Bürkner, P.-C. (2021). Bayesian Item Response Modeling in R with brms and Stan. Journal of Statistical Software, 100, 1–54. doi:10.18637/jss.v100.i05

Examples

if (FALSE) { # \dontrun{
library(brms)
library(dplyr)
library(tidyr)
library(tibble)

# --- Dichotomous Rasch Model ---

# Prepare binary response data in long format
df_rm <- eRm::raschdat3 %>%
  as.data.frame() %>%
  rownames_to_column("id") %>%
  pivot_longer(!id, names_to = "item", values_to = "response")

# Fit a dichotomous Rasch model
fit_rm <- brm(
  response ~ 1 + (1 | item) + (1 | id),
  data   = df_rm,
  family = bernoulli(),
  chains = 4,
  cores  = 4,
  iter   = 2000
)

# Bernoulli log-likelihood criterion
ll_bernoulli <- function(y, p) y * log(p) + (1 - y) * log(1 - p)

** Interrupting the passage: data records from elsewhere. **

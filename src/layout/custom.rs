// Copyright 2024 FastLabs Developers
//
// Licensed under the Apache License, Version 2.0 (the "License");
// you may not use this file except in compliance with the License.
// You may obtain a copy of the License at
//
//     http://www.apache.org/licenses/LICENSE-2.0
//
// Unless required by applicable law or agreed to in writing, software
// distributed under the License is distributed on an "AS IS" BASIS,
// WITHOUT WARRANTIES OR CONDITIONS OF ANY KIND, either express or implied.
// See the License for the specific language governing permissions and
// limitations under the License.

use std::fmt::Debug;
use std::fmt::Formatter;
use std::sync::Arc;

use log::Record;

use crate::Error;
use crate::layout::Layout;

type FormatFunction = dyn Fn(&Record) -> Result<String, Error> + Send + Sync + 'static;

/// A layout that formats log records with a user-provided function.
///
/// The function accepts a [`&log::Record`][Record] and returns the formatted
/// line, without a trailing newline. For example:
///
/// ```rust
/// use hannah::layout::CustomLayout;
/// use log::Record;
///
/// let layout = CustomLayout::new(|record: &Record| {
///     Ok(format!("{} - {}", record.level(), record.args()))
/// });
/// ```
#[derive(Clone)]
pub struct CustomLayout {
    f: Arc<FormatFunction>,
}

impl Debug for CustomLayout {
    fn fmt(&self, f: &mut Formatter) -> std::fmt::Result {
        write!(f, "CustomLayout {{ ... }}")
    }
}

impl CustomLayout {
    pub fn new(layout: impl Fn(&Record) -> Result<String, Error> + Send + Sync + 'static) -> Self {
        CustomLayout {
            f: Arc::new(layout),
        }
    }

    pub(crate) fn format(&self, record: &Record) -> Result<String, Error> {
        (self.f)(record)
    }
}

impl From<CustomLayout> for Layout {
    fn from(layout: CustomLayout) -> Self {
        Layout::Custom(layout)
    }
}
// Copyright 2024 FastLabs Developers
//
// Licensed under the Apache License, Version 2.0 (the "License");
// you may not use this file except in compliance with the License.
// You may obtain a copy of the License at
//
//     http://www.apache.org/licenses/LICENSE-2.0
//
// Unless required by applicable law or agreed to in writing, software
// distributed under the License is distributed on an "AS IS" BASIS,
// WITHOUT WARRANTIES OR CONDITIONS OF ANY KIND, either express or implied.
// See the License for the specific language governing permissions and
// limitations under the License.

use hannah::append::RotatingFile;
use hannah::append::Stderr;
use hannah::fs::RotatingWriter;
use log::LevelFilter;

fn main() {
    let writer = RotatingWriter::builder()
        .max_bytes(1024)
        .open("logs/example.log")
        .unwrap();

    hannah::setup()
        .level(LevelFilter::Trace)
        .handler(RotatingFile::new(writer))
        .handler(Stderr::new())
        .apply()
        .unwrap();

    for i in 0..16 {
        log::info!("Hello info, round {i}!");
        log::debug!("Hello debug, round {i}!");
    }
}
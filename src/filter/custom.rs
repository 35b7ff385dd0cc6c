// Copyright 2024 FastLabs Developers
//
// Licensed under the Apache License, Version 2.0 (the "License");
// you may not use this file except in compliance with the License.
// You may obtain a copy of the License at
//
//     http://www.apache.org/licenses/LICENSE-2.0
//
// Unless required by applicable law or agreed to in writing, software
// distributed under the License is distributed on an "AS IS" BASIS,
// WITHOUT WARRANTIES OR CONDITIONS OF ANY KIND, either express or implied.
// See the License for the specific language governing permissions and
// limitations under the License.

use std::fmt::Debug;

use log::Metadata;

use crate::filter::Filter;
use crate::filter::FilterResult;

/// A filter that you can pass the custom filter function.
///
/// The custom filter function accepts [`&log::Metadata`][Metadata] and returns the
/// [`FilterResult`]. For example:
///
/// ```rust
/// use hannah::filter::CustomFilter;
/// use hannah::filter::FilterResult;
/// use log::Metadata;
///
/// let filter = CustomFilter::new(|metadata: &Metadata| {
///     if metadata.target() == "my_crate" {
///         FilterResult::Accept
///     } else {
///         FilterResult::Neutral
///     }
/// });
/// ```
pub struct CustomFilter {
    f: Box<dyn Fn(&Metadata) -> FilterResult + Send + Sync + 'static>,
}

impl Debug for CustomFilter {
    fn fmt(&self, f: &mut std::fmt::Formatter<'_>) -> std::fmt::Result {
        write!(f, "CustomFilter {{ ... }}")
    }
}

impl CustomFilter {
    pub fn new(filter: impl Fn(&Metadata) -> FilterResult + Send + Sync + 'static) -> Self {
        CustomFilter {
            f: Box::new(filter),
        }
    }

    pub(crate) fn enabled(&self, metadata: &Metadata) -> FilterResult {
        (self.f)(metadata)
    }
}

impl From<CustomFilter> for Filter {
    fn from(filter: CustomFilter) -> Self {
        Filter::Custom(filter)
    }
}
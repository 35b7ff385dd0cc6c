// Copyright 2024 FastLabs Developers
//
// Licensed under the Apache License, Version 2.0 (the "License");
// you may not use this file except in compliance with the License.
// You may obtain a copy of the License at
//
//     http://www.apache.org/licenses/LICENSE-2.0
//
// Unless required by applicable law or agreed to in writing, software
// distributed under the License is distributed on an "AS IS" BASIS,
// WITHOUT WARRANTIES OR CONDITIONS OF ANY KIND, either express or implied.
// See the License for the specific language governing permissions and
// limitations under the License.

use std::io::IsTerminal;
use std::io::Write;

use crate::Error;
use crate::append::Append;
use crate::layout::Layout;
use crate::layout::StackLayout;

/// An appender that prints log records to stdout.
///
/// The default layout is a [`StackLayout`], colored only when stdout is
/// connected to a terminal.
#[derive(Debug)]
pub struct Stdout {
    layout: Layout,
}

impl Default for Stdout {
    fn default() -> Self {
        Self::new()
    }
}

impl Stdout {
    /// Creates a new `Stdout` appender with the default layout.
    pub fn new() -> Self {
        let layout = if std::io::stdout().is_terminal() {
            StackLayout::default()
        } else {
            StackLayout::default().no_color()
        };
        Self::with_layout(layout)
    }

    /// Creates a new `Stdout` appender with the given layout.
    pub fn with_layout(layout: impl Into<Layout>) -> Self {
        Self {
            layout: layout.into(),
        }
    }
}

impl Append for Stdout {
    fn append(&self, record: &log::Record) -> Result<(), Error> {
        let mut line = self.layout.format(record)?;
        line.push('\n');
        std::io::stdout()
            .write_all(line.as_bytes())
            .map_err(Error::from_io)?;
        Ok(())
    }

    fn flush(&self) {
        let _ = std::io::stdout().flush();
    }
}

/// An appender that prints log records to stderr.
///
/// The default layout is a [`StackLayout`], colored only when stderr is
/// connected to a terminal.
#[derive(Debug)]
pub struct Stderr {
    layout: Layout,
}

impl Default for Stderr {
    fn default() -> Self {
        Self::new()
    }
}

impl Stderr {
    /// Creates a new `Stderr` appender with the default layout.
    pub fn new() -> Self {
        let layout = if std::io::stderr().is_terminal() {
            StackLayout::default()
        } else {
            StackLayout::default().no_color()
        };
        Self::with_layout(layout)
    }

    /// Creates a new `Stderr` appender with the given layout.
    pub fn with_layout(layout: impl Into<Layout>) -> Self {
        Self {
            layout: layout.into(),
        }
    }
}

impl Append for Stderr {
    fn append(&self, record: &log::Record) -> Result<(), Error> {
        let mut line = self.layout.format(record)?;
        line.push('\n');
        std::io::stderr()
            .write_all(line.as_bytes())
            .map_err(Error::from_io)?;
        Ok(())
    }

    fn flush(&self) {
        let _ = std::io::stderr().flush();
    }
}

# Compute item fit statistics
item_fit <- fit_statistic_rm(
  model      = fit_rm,
  criterion  = ll_bernoulli,
  group      = item,
  ndraws_use = 500
)

# Summarise: posterior predictive p-values per item
item_fit %>%
  group_by(item) %>%
  summarise(
    observed   = mean(crit),
    replicated = mean(crit_rep),
    ppp        = mean(crit_rep > crit)
  )

# Use ggplot2 to make a histogram
library(ggplot2)
item_fit %>%
  ggplot(aes(crit_diff)) +
  geom_histogram(aes(fill = ifelse(crit_diff > 0, "above","below"))) +
  facet_wrap("item") +
  theme_bw() +
  theme(legend.position = "none")

# Compute person fit statistics
person_fit <- fit_statistic_rm(
  model      = fit_rm,
  criterion  = ll_bernoulli,
  group      = id,
  ndraws_use = 500
)

person_fit %>%
  group_by(id) %>%
  summarise(
    observed   = mean(crit),
    replicated = mean(crit_rep),
    ppp        = mean(crit_rep > crit)
  )

# --- 1PL model with item-specific intercepts ---

# Alternative parameterisation with fixed item effects
fit_1pl <- brm(
  response ~ 0 + item + (1 | id),
  data   = df_rm,
  family = bernoulli(),
  chains = 4,
  cores  = 4,
  iter   = 2000
)

item_fit_1pl <- fit_statistic_rm(
  model      = fit_1pl,
  criterion  = ll_bernoulli,
  group      = item,
  ndraws_use = 500
)

item_fit_1pl %>%
  group_by(item) %>%
  summarise(
    observed   = mean(crit),
    replicated = mean(crit_rep),
    ppp        = mean(crit_rep > crit)
  )
} # }